Moving on to my next post on a psychiatric training rotation some years ago I met Mr L in my first outpatient clinic. He had a huge file and had been in follow up for 20 years. As he came through the door he announced, “That drug therapy the last doctor prescribed isn't working, you know doctor.” Then he sat down and, far from being jaded by the repeated re-telling, launched into a sparkling resumé of his chronic symptoms and worries. My first reaction (a little naive) was to marvel at the renewability of long-standing neurotic illness—the way it could be poured out at any time as if freshly minted.
However, my second reflection was that the institutionally minded field of psychiatry was as much the author of the shape and substance of Mr L's psychiatric career as he was. Every six months for 20 years a new registrar on rotation had listened to his ailments and tinkered with his medication, but little more. I, registrar number 41, resolved to try to shift the paradigm away from psychiatric patienthood and its dependence on doctor legitimated inability to cope towards recovery of functioning and autonomy as an ordinary citizen. Before long he seemed to respond to this new music, and he began to mention the pills less (I wanted to phase these out) and to talk the language of social rehabilitation. Encouraged by this, when the time came for me to move on to my next post I suggested that he continue with me for sessions of reducing frequency (aiming for discharge). He agreed. He saw me twice after I moved, but then he dropped out. I don't doubt that he returned to the old set up and was taken back.

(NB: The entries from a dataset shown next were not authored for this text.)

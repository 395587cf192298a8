//! Geographic point read model.
//!
//! # Responsibility
//! - Represent both point categories behind one shape: pre-seeded reference
//!   points and operator-defined points of interest.
//!
//! # Invariants
//! - Reference points carry a country and no owning center.
//! - Points of interest carry an owning center and no country.

use serde::{Deserialize, Serialize};

/// One geographic location known to the system.
///
/// Reference points are seed data available to every user; points of
/// interest belong to exactly one monitoring center. Both travel across the
/// transport boundary, hence the serde derives.
#[derive(Debug, Clone, PartialEq, Serialize, Deserialize)]
pub struct GeographicPoint {
    /// Stable store-assigned id.
    pub id: i64,
    /// City or site name.
    pub city_name: String,
    /// State or region.
    pub state: String,
    /// Country; `None` for points of interest.
    pub country: Option<String>,
    /// Latitude in decimal degrees.
    pub latitude: f64,
    /// Longitude in decimal degrees.
    pub longitude: f64,
    /// Owning monitoring center; `None` for reference points.
    pub center_id: Option<i64>,
    /// Optional free-form category tag.
    pub category: Option<String>,
}

impl GeographicPoint {
    /// Returns whether this point is an operator-defined point of interest.
    pub fn is_point_of_interest(&self) -> bool {
        self.center_id.is_some()
    }
}

/// Request model for creating a point of interest under a center.
#[derive(Debug, Clone, PartialEq, Serialize, Deserialize)]
pub struct NewPointOfInterest {
    pub center_id: i64,
    pub name: String,
    pub state: String,
    pub latitude: f64,
    pub longitude: f64,
    pub category: Option<String>,
}

/// Returns whether the pair is a plausible WGS84 coordinate.
pub fn is_valid_coordinate(latitude: f64, longitude: f64) -> bool {
    latitude.is_finite()
        && longitude.is_finite()
        && (-90.0..=90.0).contains(&latitude)
        && (-180.0..=180.0).contains(&longitude)
}
//! Repository layer abstractions and SQLite implementations.
//!
//! # Responsibility
//! - Define use-case oriented data access contracts.
//! - Isolate SQL details from service/business orchestration.
//! - Provide the one failure taxonomy shared by repositories, aggregation and
//!   the facade.
//!
//! # Invariants
//! - Write paths validate domain records before SQL mutations.
//! - Store-level failures are always propagated, never logged-and-dropped.
//! - Zero-row reads are empty collections or `None`, not errors.

use crate::db::DbError;
use crate::model::observation::ObservationValidationError;
use std::error::Error;
use std::fmt::{Display, Formatter};

pub mod center_repo;
pub mod observation_repo;
pub mod operator_repo;
pub mod point_repo;

pub type RepoResult<T> = Result<T, RepoError>;

/// Failure taxonomy for every engine operation.
#[derive(Debug)]
pub enum RepoError {
    /// Malformed or missing input: blank query fields, out-of-range
    /// measurements, future-dated observations, duplicate login ids.
    InvalidArgument(String),
    /// A referenced row does not exist.
    NotFound { entity: &'static str, id: i64 },
    /// The operator already owns a monitoring center.
    DuplicateCenter { operator_id: i64 },
    /// Point-of-interest creation attempted by an operator without a center.
    MissingCenter { operator_id: i64 },
    /// Store transport/bootstrap failure.
    Store(DbError),
    /// Persisted data cannot be decoded into a valid domain record.
    InvalidData(String),
}

impl Display for RepoError {
    fn fmt(&self, f: &mut Formatter<'_>) -> std::fmt::Result {
        match self {
            Self::InvalidArgument(message) => write!(f, "invalid argument: {message}"),
            Self::NotFound { entity, id } => write!(f, "{entity} not found: {id}"),
            Self::DuplicateCenter { operator_id } => {
                write!(f, "operator {operator_id} already owns a monitoring center")
            }
            Self::MissingCenter { operator_id } => {
                write!(f, "operator {operator_id} has no monitoring center")
            }
            Self::Store(err) => write!(f, "{err}"),
            Self::InvalidData(message) => write!(f, "invalid persisted data: {message}"),
        }
    }
}

impl Error for RepoError {
    fn source(&self) -> Option<&(dyn Error + 'static)> {
        match self {
            Self::Store(err) => Some(err),
            _ => None,
        }
    }
}

impl From<DbError> for RepoError {
    fn from(value: DbError) -> Self {
        Self::Store(value)
    }
}

impl From<rusqlite::Error> for RepoError {
    fn from(value: rusqlite::Error) -> Self {
        Self::Store(DbError::Sqlite(value))
    }
}

impl From<ObservationValidationError> for RepoError {
    fn from(value: ObservationValidationError) -> Self {
        Self::InvalidArgument(value.to_string())
    }
}

/// Rejects blank required text input with a field-specific message.
pub(crate) fn require_non_blank(field: &'static str, value: &str) -> RepoResult<()> {
    if value.trim().is_empty() {
        return Err(RepoError::InvalidArgument(format!(
            "{field} must not be blank"
        )));
    }
    Ok(())
}

/// Returns whether `err` is a UNIQUE-constraint violation whose message
/// names `column`.
pub(crate) fn is_unique_violation(err: &rusqlite::Error, column: &str) -> bool {
    match err {
        rusqlite::Error::SqliteFailure(code, Some(message)) => {
            code.code == rusqlite::ErrorCode::ConstraintViolation && message.contains(column)
        }
        _ => false,
    }
}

Mr L's opening salvo may be seen as putting the new doctor on his mettle. With hindsight, what might be discerned from our subsequent interactions was an impulse to keep the doctor interested and even a modest optimism that the new doctor might achieve something where a lengthening list of predecessors had failed. He picked up what I wanted to hear and for a while he gave it to me (for a while he may have also have believed some of it himself). But it is hard to give up a way of being embedded over many years, and in the end he decided that the old music, and old dance routines and partners, were better. And thus I imagine that as he came through the door to see registrar number 42 for the first time he announced, “That anti-sick role therapy the last doctor prescribed isn't working, you know doctor.”